Bueno, eso es lo que
quiere decir el Apóstol cuando dice, “Porque asimismo los que estamos en
este tabernáculo gemimos con angustia”. Tantas veces somos impedidos por la
debilidad física que ansiamos el día de la redención de nuestros cuerpos.
Tenemos las primicias del Espíritu, pero estamos deseando ocupar totalmente el
lugar de hijos, porque esto es lo que significa la palabra “adopción”. Entonces
seremos semejantes al Hijo de Dios.
¿Cuándo sucederá
esto? En Filipenses 3:20-21 leemos: “Más nuestra ciudadanía está
en los cielos, de donde también esperamos al Salvador, al Señor Jesucristo; el
cual transformará el cuerpo de la humillación nuestra, para que sea semejante
al cuerpo de la gloria suya, por el poder con el cual puede también sujetar a
sí mismo todas las cosas”. Está llamando nuestra atención al maravilloso
acontecimiento que debería ser la esperanza de cada creyente, y estoy pensando
nuevamente en ustedes los creyentes nuevos.
Él desea que la
estrella polar de nuestras almas sea la bendita esperanza de la venida de nuestro
Señor. El que murió por ti en la cruz volverá otra vez, y vendrá otra vez para
tomarte a sí mismo. Él no puede recibirte en la gloria en tu condición presente. “La
carne y la sangre no pueden heredar el reino de Dios”. Así que, con el fin
de que tú te encuentres en condiciones de ir a aquel lugar donde Él te llevará,
te dará un cuerpo nuevo, un cuerpo glorificado, y cuando lo recibas estarás
listo para ocupar un lugar en la casa del Padre.
Él dijo antes de
irse: “Voy, pues, a preparar lugar para vosotros. Y si me fuere y os
preparare lugar, vendré otra vez, y os tomaré a mi mismo, para que donde yo
estoy, vosotros también estéis”. Y sabemos por las Escrituras lo que se
llevará a cabo a fin de prepararnos para la casa del Padre.
En la primera epístola
a los Tesalonicenses, capítulo 4, tenemos una maravillosa visión de esto.

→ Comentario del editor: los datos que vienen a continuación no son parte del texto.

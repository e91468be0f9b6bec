// Type definitions for GamblingDen Core

use serde::{Deserialize, Serialize};
use wasm_bindgen::prelude::*;

/// Timestamp in milliseconds since epoch
pub type Timestamp = i64;

/// Result type for GamblingDen operations
pub type Result<T> = std::result::Result<T, EconomyError>;

/// Error types for GamblingDen operations
///
/// Gameplay operations never surface these: a failed write is logged and the
/// in-memory state stays authoritative. They only reach callers from
/// construction-time work (config parsing, snapshot loading, seeding entropy).
#[derive(Debug, thiserror::Error, Clone, Serialize, Deserialize)]
pub enum EconomyError {
    #[error("Storage error: {0}")]
    Storage(String),

    #[error("Serialization error: {0}")]
    Serialization(String),

    #[error("CRDT error: {0}")]
    Crdt(String),

    #[error("Invalid config: {0}")]
    Config(String),

    #[error("Entropy unavailable: {0}")]
    Entropy(String),
}

impl From<serde_json::Error> for EconomyError {
    fn from(err: serde_json::Error) -> Self {
        EconomyError::Serialization(err.to_string())
    }
}

// Convert Rust errors to JsValue for WASM boundary
impl From<EconomyError> for JsValue {
    fn from(err: EconomyError) -> Self {
        JsValue::from_str(&err.to_string())
    }
}

/// XP bar state for the current level
#[derive(Debug, Clone, Copy, PartialEq, Serialize, Deserialize)]
pub struct LevelProgress {
    /// XP earned since the current level's threshold
    pub progress: u64,
    /// XP between the current and next threshold (0 at the top level)
    pub needed: u64,
    /// Always within [0, 100]
    pub percent: f64,
}

/// Achievement definition joined with its unlock state
#[derive(Debug, Clone, PartialEq, Serialize, Deserialize)]
pub struct AchievementView {
    pub id: String,
    pub name: String,
    pub desc: String,
    pub reward: f64,
    pub unlocked: bool,
}

/// Sparse statistics delta
///
/// Only the fields that are present (and positive, for amounts) are applied.
#[derive(Debug, Clone, Default, PartialEq, Serialize, Deserialize)]
#[serde(rename_all = "camelCase")]
pub struct StatsDelta {
    #[serde(default)]
    pub total_wagered: Option<f64>,
    #[serde(default)]
    pub total_won: Option<f64>,
    #[serde(default)]
    pub no_win: bool,
    #[serde(default)]
    pub game: Option<String>,
}

impl StatsDelta {
    pub fn wagered(amount: f64) -> Self {
        StatsDelta { total_wagered: Some(amount), ..Default::default() }
    }

    pub fn won(amount: f64) -> Self {
        StatsDelta { total_won: Some(amount), ..Default::default() }
    }

    /// A round of `game` finished
    pub fn played(game: &str) -> Self {
        StatsDelta { game: Some(game.to_string()), ..Default::default() }
    }

    /// A round of `game` finished without a win
    pub fn lost(game: &str) -> Self {
        StatsDelta { no_win: true, game: Some(game.to_string()), ..Default::default() }
    }
}

/// Result of a daily bonus wheel spin
#[derive(Debug, Clone, Copy, PartialEq, Serialize, Deserialize)]
pub struct WheelOutcome {
    /// Segment the wheel landed on
    pub index: usize,
    pub prize: f64,
    /// Daily streak after this claim
    pub streak: u32,
}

Allí se nos dice: “Porque el Señor mismo con voz de mando, con voz de
arcángel, y con trompeta de Dios, descenderá del cielo; y los muertos en Cristo
resucitarán primero. Luego nosotros los que vivimos, los que hayamos quedado,
seremos arrebatados juntamente con ellos en las nubes para recibir al Señor en
el aire, y así estaremos siempre con el Señor”. Es entonces
cuando nuestro cuerpo será transformado y nuestra redención completada. Tenemos
la redención de nuestra alma; somos redimidos del juicio. Día tras día,
al andar en obediencia al Señor, experimentamos la redención práctica, la
redención del poder del pecado. Cuando vuelva nuestro bendito Salvador,
nuestra, nuestra redención será completa – espíritu, alma y cuerpo
serán enteramente conformados a la imagen de nuestro Señor Jesucristo.